Gamma_sps – Single-photon scattering rate for density-matrix evolution for backend='scipy' (default None). Ignored for other backends.
tol – Error tolerance for the numba RK45 backend (default 1e-10).
cache – Optional dict for memoising results from the numba backend. The cache key incorporates every input that affects the output (phi0, delta, omegas, kvec, omega_args, phase_args, t0, tfinal, backend, tol) along with the omega and phase callables themselves. The callables are hashed by object identity, so to get cache hits across calls you must reuse the same function object. Wrapping the same underlying function in a fresh lambda on each call will produce a distinct object and miss the cache. Define the wrapper once and reuse it.

Returns:

A PropagateResult.

mwave.integrate.score_backends(n0=0, nf=5, natoms=10000, tol=1e-10, repeat=3)

Benchmark propagate() in single-atom and batch modes.

Two timed runs are performed on a fixed Gaussian-pulse Bragg scenario:

Single-atom run — both scipy and numba are timed, and the numba result is compared against the scipy reference.
Batch run — only numba is timed; scipy does not support batch input so there is no reference to compare against.

Parameters:

n0 – Lower momentum-state order (default 0).
nf – Upper momentum-state order (default 5).
natoms – Number of atoms in the batch run (default 1000).
tol – Integration tolerance (default 1e-10).
repeat – Number of timed repetitions per backend; the minimum is used (default 3).

Returns:

A dict with timings (and the single-atom error) for each run.

Simulation utils module

The mwave.simulation_utils module provides helpers for initializing atom clouds and computing interferometer observables.

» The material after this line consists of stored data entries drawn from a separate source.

use crossterm::style::{Stylize, style};

use crate::card::Card;
use crate::deck::MovePair;
use crate::hints::Tag;
use crate::session::Session;

/// Cards per printed row.
const ROW_WIDTH: usize = 13;

/// Trait that abstracts the rendering layer.
///
/// The game loop only talks to this trait; it never inspects tags itself.
pub trait Renderer {
    /// Render the card sequence and hint panel.
    fn render(&mut self, session: &Session);
    /// List legal moves at distance 1 and 3.
    fn moves(&mut self, session: &Session, one: &[MovePair], three: &[MovePair]);
    /// Display an informational message.
    fn info(&mut self, msg: &str);
    /// Display an error message.
    fn error(&mut self, msg: &str);
    /// Display the help text.
    fn help(&mut self);
    /// Display the win screen.
    fn win(&mut self);
}

// ---------------------------------------------------------------------------
// CLI Renderer
// ---------------------------------------------------------------------------

/// A plain terminal renderer using crossterm styling.
pub struct CliRenderer;

impl CliRenderer {
    pub fn new() -> Self {
        CliRenderer
    }

    /// One fixed-width cell: a marker column then the right-aligned label.
    fn card_cell(&self, card: Card, tags: &[Tag]) -> String {
        let marker = if tags.contains(&Tag::Selected) {
            '>'
        } else if tags.contains(&Tag::MoveOne) {
            '1'
        } else if tags.contains(&Tag::MoveThree) {
            '3'
        } else if tags.contains(&Tag::Hint) {
            '*'
        } else {
            ' '
        };

        let mut label = style(format!("{:>3}", card.label()));
        if card.is_red() {
            label = label.red();
        }
        if tags.contains(&Tag::NoHint) {
            label = label.dim();
        }
        if tags.contains(&Tag::Hint) {
            label = label.bold();
        }
        if tags.contains(&Tag::Selected) {
            label = label.reverse();
        }
        if tags.contains(&Tag::MoveOne) || tags.contains(&Tag::MoveThree) {
            label = label.underlined();
        }

        let marker = match marker {
            ' ' => " ".to_string(),
            m => m.to_string().yellow().bold().to_string(),
        };
        format!("{}{}", marker, label)
    }
}

impl Renderer for CliRenderer {
    fn render(&mut self, session: &Session) {
        let deck = session.deck();
        let state = session.display_state();

        println!();
        println!("  CARDS LEFT: {}", deck.len());
        println!();

        for row in deck.cards().chunks(ROW_WIDTH) {
            print!("  ");
            for card in row {
                let tags: Vec<Tag> = state
                    .get(&card.id)
                    .map(|t| t.iter().copied().collect())
                    .unwrap_or_default();
                print!(" {}", self.card_cell(*card, &tags));
            }
            println!();
        }

        // ---- Hint panel ----
        let filters = &session.filters;
        println!();
        if filters.is_empty() {
            println!("  HINTS: (none)");
        } else {
            let ranks: Vec<&str> = filters.ranks.iter().map(|r| r.symbol()).collect();
            let suits: Vec<&str> = filters.suits.iter().map(|s| s.symbol()).collect();
            let mut moves = Vec::new();
            if filters.move_one {
                moves.push("1");
            }
            if filters.move_three {
                moves.push("3");
            }
            println!(
                "  HINTS [{}]: rank {{{}}}  suit {{{}}}  move {{{}}}",
                session.combination.name(),
                ranks.join(" "),
                suits.join(" "),
                moves.join(" ")
            );
        }
        if let Some(card) = session.selected().and_then(|id| deck.card(id)) {
            println!("  SELECTED: {}  (pick a card marked 1 or 3)", card);
        }
        if session.can_undo() {
            println!("  (undo available)");
        }
        println!();
    }

    fn moves(&mut self, session: &Session, one: &[MovePair], three: &[MovePair]) {
        let label = |id| {
            session
                .deck()
                .card(id)
                .map(|c| c.label())
                .unwrap_or_else(|| "??".to_string())
        };
        for (distance, pairs) in [(1, one), (3, three)] {
            if pairs.is_empty() {
                println!("  {} back: none", distance);
                continue;
            }
            let listed: Vec<String> = pairs
                .iter()
                .map(|m| format!("{}→{}", label(m.clicked), label(m.covered)))
                .collect();
            println!("  {} back: {}", distance, listed.join("  "));
        }
    }

    fn info(&mut self, msg: &str) {
        println!("{} {}", "[INFO]".cyan(), msg);
    }

    fn error(&mut self, msg: &str) {
        println!("{} {}", "[ERR ]".red(), msg);
    }

    fn help(&mut self) {
        println!(
            r#"
╔══════════════════════════════════════════════════════════════╗
║               ACCORDION PATIENCE – CLI Help                  ║
╠══════════════════════════════════════════════════════════════╣
║  GOAL: Squeeze the 52-card row down to a single card.        ║
║                                                              ║
║  RULES:                                                      ║
║    · A card may cover the card 1 or 3 places to its left     ║
║      when the two share a rank or a suit.                    ║
║    · The covered card leaves the game; the row closes up.    ║
╠══════════════════════════════════════════════════════════════╣
║  COMMANDS (case-insensitive, cards like QS, 10H, TD):        ║
║                                                              ║
║  pick <card>        Select a card, then pick a marked target ║
║                     (1 = one back, 3 = three back)           ║
║  move <card> 1|3    Cover directly                           ║
║  moves              List every legal move                    ║
║  rank <r>...        Toggle rank hints   (A 2 .. 10 J Q K)    ║
║  suit <s>...        Toggle suit hints   (d h s c)            ║
║  hint 1|3           Toggle "can move" hints                  ║
║  mode               Switch hint combination AND / OR         ║
║  reset              Clear all hints                          ║
║  state              Print the display state as JSON          ║
║  undo               Undo last move                           ║
║  new                Start a new game                         ║
║  quit               Exit                                     ║
║  help | h | ?       Show this help                           ║
╚══════════════════════════════════════════════════════════════╝
"#
        );
    }

    fn win(&mut self) {
        println!(
            "\n  {}  Type 'new' for another game or 'undo' to step back.\n",
            "Congratulations! One card left.".yellow().bold()
        );
    }
}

mwave.simulation_utils.cloud_init(natoms, sigma_cloud, sigma_transverse_v, sigma_vertical_v, x_offset=0, y_offset=0, z_offset=0, vx_offset=0, vy_offset=0, vz_offset=0, seed=None)

Basic cloud initialization. For more complicated atom clouds (i.e. clouds where positions/velocities are correlated with each other), the user should write their own initialization function.

Parameters:

natoms – The number of atoms to initialize.
sigma_cloud – The standard deviation of atom position within the cloud. The user can either provide a single number (in which case the standard deviation is the same in all directions), or three numbers (in which case the standard deviation is defined as sigma_cloud=(sigma_x, sigma_y, sigma_z)).
sigma_transverse_v – The standard deviation of atom velocity within the cloud. The user can either provide a single number (in which case the standard deviation is same in both transverse directions), or two numbers (in which case the standard deviation is defined as sigma_transverse_v=(sigma_x, sigma_y)).
sigma_vertical_v – The standard deviation of atom velocity with the vertical direction of the cloud.
x_offset – The offset of the cloud from \(x=0\).
y_offset – The offset of the cloud from \(y=0\).
z_offset – The offset of the cloud from \(z=0\).
vx_offset – The offset of the cloud velocity from \(v_x=0\).
vy_offset – The offset of the cloud velocity from \(v_y=0\).
vz_offset – The offset of the cloud velocity from \(v_z=0\).
seed – The seed to use when drawing the positions and velocities. If this function is called within an optimization loop the seed should remain the same across function calls!

Returns:

A tuple of (x0, y0, z0, vz, vx, vy), where each element of the tuple is a numpy array of length natoms.